> DATASET RECORDS:
****************
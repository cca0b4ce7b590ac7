use std::cell::RefCell;
use std::collections::VecDeque;

use efm32_hal::i2c::{self, cmd, BusState, Config, I2c, Instance, SlaveRequest, State, StateFlags, Status};
use efm32_hal::time::Hertz;
use embassy_futures::join::join;
use embassy_futures::{block_on, yield_now};
use embassy_time::Duration;
use embedded_hal_async::i2c::I2c as _;

#[derive(Copy, Clone, Debug, PartialEq, Eq)]
enum Wire {
    Start,
    /// Byte driven by the master.
    Byte(u8),
    /// Byte driven by the slave.
    Read(u8),
    MasterAck,
    MasterNack,
    Stop,
}

#[derive(Default)]
struct Inner {
    state: BusState,
    busy: bool,
    transmitter: bool,
    flags: u32,
    ien: u32,
    irq: bool,
    divider: u32,
    tx: Option<u8>,
    rx: Option<u8>,
    restart: bool,
    wire: Vec<Wire>,
    commands: Vec<u32>,

    /// Address of the simulated device, `None` for an empty bus.
    device: Option<u8>,
    /// Data bytes the device acknowledges before it starts NACKing.
    accept: usize,
    written: Vec<u8>,
    to_read: VecDeque<u8>,
    /// Slave mode: address byte of a remote master, presented once the engine listens.
    incoming: Option<u8>,
    /// Slave mode: bytes the remote master reads before it NACKs.
    master_wants: usize,
}

struct Sim(RefCell<Inner>);

impl Sim {
    fn new(device: Option<u8>) -> Self {
        Self(RefCell::new(Inner {
            device,
            accept: usize::MAX,
            ..Inner::default()
        }))
    }

    fn wire(&self) -> Vec<Wire> {
        self.0.borrow().wire.clone()
    }

    fn pulses(&self) -> usize {
        let both = cmd::START | cmd::STOP;
        self.0.borrow().commands.iter().filter(|&&c| c & both == both).count()
    }
}

impl Inner {
    fn address_phase(&mut self, byte: u8) {
        self.wire.push(Wire::Start);
        self.wire.push(Wire::Byte(byte));
        self.busy = true;
        self.transmitter = byte & 1 == 0;
        if self.device == Some(byte >> 1) {
            self.state = BusState::AddrAck;
            self.flags |= StateFlags::ACK;
            if byte & 1 != 0 {
                self.next_read();
            }
        } else if self.device.is_some() {
            self.state = BusState::AddrAck;
            self.flags |= StateFlags::NACK;
        } else {
            // nobody drives the bus
            self.state = BusState::Addr;
        }
    }

    fn next_read(&mut self) {
        let byte = self.to_read.pop_front().unwrap_or(0xFF);
        self.wire.push(Wire::Read(byte));
        self.rx = Some(byte);
        self.state = BusState::Data;
        self.flags |= StateFlags::RXDATAV;
    }
}

impl Instance for Sim {
    fn command(&self, c: u32) {
        let mut s = self.0.borrow_mut();
        s.commands.push(c);
        if c & cmd::ABORT != 0 && s.busy {
            s.busy = false;
            s.restart = false;
            s.state = BusState::Idle;
        }
        if c & cmd::START != 0 {
            if s.busy {
                s.restart = true;
            } else if let Some(byte) = s.tx.take() {
                s.address_phase(byte);
            }
        }
        if c & cmd::ACK != 0 && s.busy {
            if s.state == BusState::Addr {
                s.state = BusState::Data;
            } else if !s.transmitter {
                s.wire.push(Wire::MasterAck);
                s.next_read();
            }
        }
        if c & cmd::NACK != 0 && s.busy && !s.transmitter {
            s.wire.push(Wire::MasterNack);
            s.state = BusState::DataAck;
        }
        if c & cmd::STOP != 0 && s.busy {
            s.wire.push(Wire::Stop);
            s.busy = false;
            s.state = BusState::Idle;
        }
        if c & cmd::CLEARTX != 0 {
            s.tx = None;
        }
    }

    fn status(&self) -> Status {
        let s = self.0.borrow();
        let mut flags = 0;
        if s.busy {
            flags |= Status::BUSY | Status::BUSHOLD;
            if s.master_wants == 0 {
                flags |= Status::MASTER;
            }
        }
        if s.transmitter {
            flags |= Status::TRANSMITTER;
        }
        Status::new(s.state, flags)
    }

    fn bus_status(&self) -> u32 {
        0
    }

    fn flags(&self) -> StateFlags {
        StateFlags(self.0.borrow().flags)
    }

    fn take_flags(&self) -> StateFlags {
        let mut s = self.0.borrow_mut();
        let flags = StateFlags(s.flags);
        // RXDATAV follows the receive buffer and cannot be cleared
        s.flags = if s.rx.is_some() { s.flags & StateFlags::RXDATAV } else { 0 };
        flags
    }

    fn set_interrupts(&self, mask: u32) {
        let mut s = self.0.borrow_mut();
        s.ien = mask;
        if mask & StateFlags::ADDR != 0 {
            if let Some(address) = s.incoming.take() {
                s.busy = true;
                s.transmitter = address & 1 != 0;
                s.state = BusState::Addr;
                s.rx = Some(address);
                s.flags |= StateFlags::ADDR;
            }
        }
    }

    fn interrupts(&self) -> u32 {
        self.0.borrow().ien
    }

    fn send(&self, byte: u8) {
        let mut s = self.0.borrow_mut();
        if !s.busy {
            s.tx = Some(byte);
        } else if core::mem::take(&mut s.restart) {
            s.address_phase(byte);
        } else if s.master_wants > 0 {
            // slave transmitting to a remote master
            s.wire.push(Wire::Read(byte));
            s.master_wants -= 1;
            if s.master_wants > 0 {
                s.flags |= StateFlags::ACK;
            } else {
                s.flags |= StateFlags::NACK | StateFlags::SSTOP;
                s.busy = false;
                s.transmitter = false;
                s.state = BusState::Idle;
            }
        } else {
            s.wire.push(Wire::Byte(byte));
            s.state = BusState::DataAck;
            if s.written.len() < s.accept {
                s.written.push(byte);
                s.flags |= StateFlags::ACK;
            } else {
                s.flags |= StateFlags::NACK;
            }
        }
    }

    fn receive(&self) -> u8 {
        let mut s = self.0.borrow_mut();
        s.flags &= !StateFlags::RXDATAV;
        s.rx.take().unwrap_or(0)
    }

    fn set_enabled(&self, _enabled: bool) {}

    fn set_control(&self, _mask: u32, _on: bool) {}

    fn clock(&self) -> Hertz {
        Hertz::mhz(14)
    }

    fn set_clock_divider(&self, div: u32) {
        self.0.borrow_mut().divider = div;
    }

    fn set_slave_address(&self, _address: u8) {}

    fn set_irq_enabled(&self, enabled: bool) {
        self.0.borrow_mut().irq = enabled;
    }
}

fn config() -> Config {
    let mut config = Config::default();
    config.timeout = Duration::from_millis(20);
    config
}

#[test]
fn clock_divider_follows_the_frequency() {
    let sim = Sim::new(None);
    let state = State::new();
    let _i2c = I2c::new(&sim, &state, config());
    // 14 MHz / ((16 + 1) * 8) ~ 103 kHz
    assert_eq!(sim.0.borrow().divider, 16);
}

#[test]
fn write_addresses_the_device() {
    let sim = Sim::new(Some(0x50));
    let state = State::new();
    let mut i2c = I2c::new(&sim, &state, config());

    let n = block_on(i2c.write(0x50, &[1, 2], true, true));
    assert_eq!(n, 2);
    assert_eq!(
        sim.wire(),
        [Wire::Start, Wire::Byte(0xA0), Wire::Byte(1), Wire::Byte(2), Wire::Stop]
    );
    assert!(!i2c.in_transaction());
    assert!(!state.is_locked());
    assert!(!sim.0.borrow().irq);
}

#[test]
fn missing_device_transfers_nothing() {
    let sim = Sim::new(Some(0x50));
    let state = State::new();
    let mut i2c = I2c::new(&sim, &state, config());

    let n = block_on(i2c.write(0x51, &[1, 2], true, true));
    assert_eq!(n, 0);
    assert_eq!(sim.wire(), [Wire::Start, Wire::Byte(0xA2), Wire::Stop]);
    assert!(!state.is_locked());
}

#[test]
fn nacked_data_ends_the_write_early() {
    let sim = Sim::new(Some(0x50));
    sim.0.borrow_mut().accept = 1;
    let state = State::new();
    let mut i2c = I2c::new(&sim, &state, config());

    let n = block_on(i2c.write(0x50, &[7, 8, 9], true, true));
    assert_eq!(n, 1);
    assert_eq!(sim.0.borrow().written, [7]);
    assert_eq!(sim.wire().last(), Some(&Wire::Stop));
    assert!(!i2c.in_transaction());
}

#[test]
fn write_then_read_uses_a_repeated_start() {
    let sim = Sim::new(Some(0x50));
    sim.0.borrow_mut().to_read.extend([0xAB, 0xCD]);
    let state = State::new();
    let mut i2c = I2c::new(&sim, &state, config());

    let mut buf = [0u8; 2];
    block_on(async {
        assert_eq!(i2c.write(0x50, &[0x10], true, false).await, 1);
        assert!(i2c.in_transaction());
        assert_eq!(i2c.read(0x50, &mut buf, false, true).await, 2);
    });

    assert_eq!(buf, [0xAB, 0xCD]);
    assert_eq!(
        sim.wire(),
        [
            Wire::Start,
            Wire::Byte(0xA0),
            Wire::Byte(0x10),
            Wire::Start,
            Wire::Byte(0xA1),
            Wire::Read(0xAB),
            Wire::MasterAck,
            Wire::Read(0xCD),
            Wire::MasterNack,
            Wire::Stop,
        ]
    );
}

#[test]
fn continuation_outside_a_transaction_is_refused() {
    let sim = Sim::new(Some(0x50));
    let state = State::new();
    let mut i2c = I2c::new(&sim, &state, config());

    let mut buf = [0u8; 1];
    assert_eq!(block_on(i2c.read_continue(&mut buf, true)), 0);
    assert_eq!(block_on(i2c.write(0x50, &[1], false, true)), 0);
    assert!(sim.wire().is_empty());
}

#[test]
fn silent_bus_times_out() {
    let sim = Sim::new(None);
    let state = State::new();
    let mut i2c = I2c::new(&sim, &state, config());

    assert_eq!(block_on(i2c.write(0x50, &[1], true, true)), 0);
    assert_eq!(state.diagnostics().timeouts, 1);
    assert!(!state.is_locked());
}

#[test]
fn reset_leaves_an_idle_bus_alone() {
    let sim = Sim::new(Some(0x50));
    let state = State::new();
    let mut i2c = I2c::new(&sim, &state, config());

    block_on(i2c.reset());
    block_on(i2c.reset());
    assert!(sim.wire().is_empty());
    assert_eq!(sim.pulses(), 0);
    assert_eq!(state.diagnostics().bus_resets, 0);
    assert!(!state.is_locked());
    assert!(!sim.0.borrow().irq);
}

#[test]
fn reset_releases_a_held_bus() {
    let sim = Sim::new(Some(0x50));
    {
        let mut s = sim.0.borrow_mut();
        s.busy = true;
        s.state = BusState::Data;
    }
    let state = State::new();
    let mut i2c = I2c::new(&sim, &state, config());

    block_on(i2c.reset());
    assert_eq!(state.diagnostics().bus_resets, 1);
    assert!(sim.0.borrow().commands.contains(&cmd::ABORT));
    assert_eq!(sim.pulses(), 10);
    assert_eq!(sim.0.borrow().state, BusState::Idle);
    assert!(!state.is_locked());

    // the bus is usable again
    assert_eq!(block_on(i2c.write(0x50, &[1], true, true)), 1);
    assert_eq!(sim.wire(), [Wire::Start, Wire::Byte(0xA0), Wire::Byte(1), Wire::Stop]);
}

#[test]
fn shared_handles_do_not_interleave() {
    let sim = Sim::new(Some(0x50));
    let state = State::new();
    let mut a = I2c::new(&sim, &state, config());
    let mut b = I2c::new_shared(&sim, &state, config());

    block_on(join(
        async {
            assert_eq!(a.write(0x50, &[1], true, false).await, 1);
            yield_now().await;
            assert_eq!(a.write_continue(&[2], true).await, 1);
        },
        async {
            assert_eq!(b.write(0x50, &[3], true, true).await, 1);
        },
    ));

    assert_eq!(
        sim.wire(),
        [
            Wire::Start,
            Wire::Byte(0xA0),
            Wire::Byte(1),
            Wire::Byte(2),
            Wire::Stop,
            Wire::Start,
            Wire::Byte(0xA0),
            Wire::Byte(3),
            Wire::Stop,
        ]
    );
    assert!(!state.is_locked());
}

#[test]
fn reset_waits_for_the_open_transaction() {
    let sim = Sim::new(Some(0x50));
    let state = State::new();
    let mut a = I2c::new(&sim, &state, config());
    let mut b = I2c::new_shared(&sim, &state, config());

    block_on(join(
        async {
            assert_eq!(a.write(0x50, &[1], true, false).await, 1);
            yield_now().await;
            // held by the transfer, not stuck
            sim.0.borrow_mut().state = BusState::Data;
            yield_now().await;
            sim.0.borrow_mut().state = BusState::DataAck;
            assert_eq!(a.write_continue(&[2], true).await, 1);
        },
        async {
            b.reset().await;
        },
    ));

    assert_eq!(state.diagnostics().bus_resets, 0);
    assert_eq!(sim.pulses(), 0);
    assert_eq!(sim.wire().last(), Some(&Wire::Stop));
    assert!(!state.is_locked());
}

#[test]
fn hal_transaction_merges_reads() {
    let sim = Sim::new(Some(0x50));
    sim.0.borrow_mut().to_read.extend([1, 2, 3]);
    let state = State::new();
    let mut i2c = I2c::new(&sim, &state, config());

    let mut a = [0u8; 1];
    let mut b = [0u8; 2];
    block_on(async {
        let mut ops = [
            embedded_hal::i2c::Operation::Read(&mut a),
            embedded_hal::i2c::Operation::Read(&mut b),
        ];
        i2c.transaction(0x50, &mut ops).await
    })
    .unwrap();

    assert_eq!((a, b), ([1], [2, 3]));
    assert_eq!(
        sim.wire(),
        [
            Wire::Start,
            Wire::Byte(0xA1),
            Wire::Read(1),
            Wire::MasterAck,
            Wire::Read(2),
            Wire::MasterAck,
            Wire::Read(3),
            Wire::MasterNack,
            Wire::Stop,
        ]
    );
}

#[test]
fn hal_errors_map_to_kinds() {
    let sim = Sim::new(Some(0x50));
    let state = State::new();
    let mut i2c = I2c::new(&sim, &state, config());

    let err = block_on(embedded_hal_async::i2c::I2c::write(&mut i2c, 0x20, &[1])).unwrap_err();
    assert_eq!(err, i2c::Error::Nack);
    assert!(matches!(
        embedded_hal::i2c::Error::kind(&err),
        embedded_hal::i2c::ErrorKind::NoAcknowledge(_)
    ));
}

#[test]
fn slave_serves_a_read() {
    let sim = Sim::new(None);
    let state = State::new();
    let mut i2c = I2c::new(&sim, &state, config());

    {
        let mut s = sim.0.borrow_mut();
        s.incoming = Some(0xA1);
        s.master_wants = 2;
    }

    block_on(async {
        let request = i2c.slave_wait(SlaveRequest::Any, Duration::from_millis(20)).await;
        assert_eq!(request, SlaveRequest::Read);
        // the master NACKs the second byte to end its read
        assert_eq!(i2c.slave_write(&[0x11, 0x22, 0x33]).await, 1);
        i2c.slave_done().await;
    });

    assert_eq!(sim.wire(), [Wire::Read(0x11), Wire::Read(0x22)]);
    assert!(!state.is_locked());
}

#[test]
fn slave_wait_times_out() {
    let sim = Sim::new(None);
    let state = State::new();
    let mut i2c = I2c::new(&sim, &state, config());

    let request = block_on(i2c.slave_wait(SlaveRequest::Write, Duration::from_millis(5)));
    assert_eq!(request, SlaveRequest::None);
    assert!(!i2c.in_transaction());
}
****************
> ASSIGNMENT:
For each line of the entries that includes "extend", show that line.

> SOLUTION FOR THIS PROBLEM:
    sim.0.borrow_mut().to_read.extend([0xAB, 0xCD]);
    sim.0.borrow_mut().to_read.extend([1, 2, 3]);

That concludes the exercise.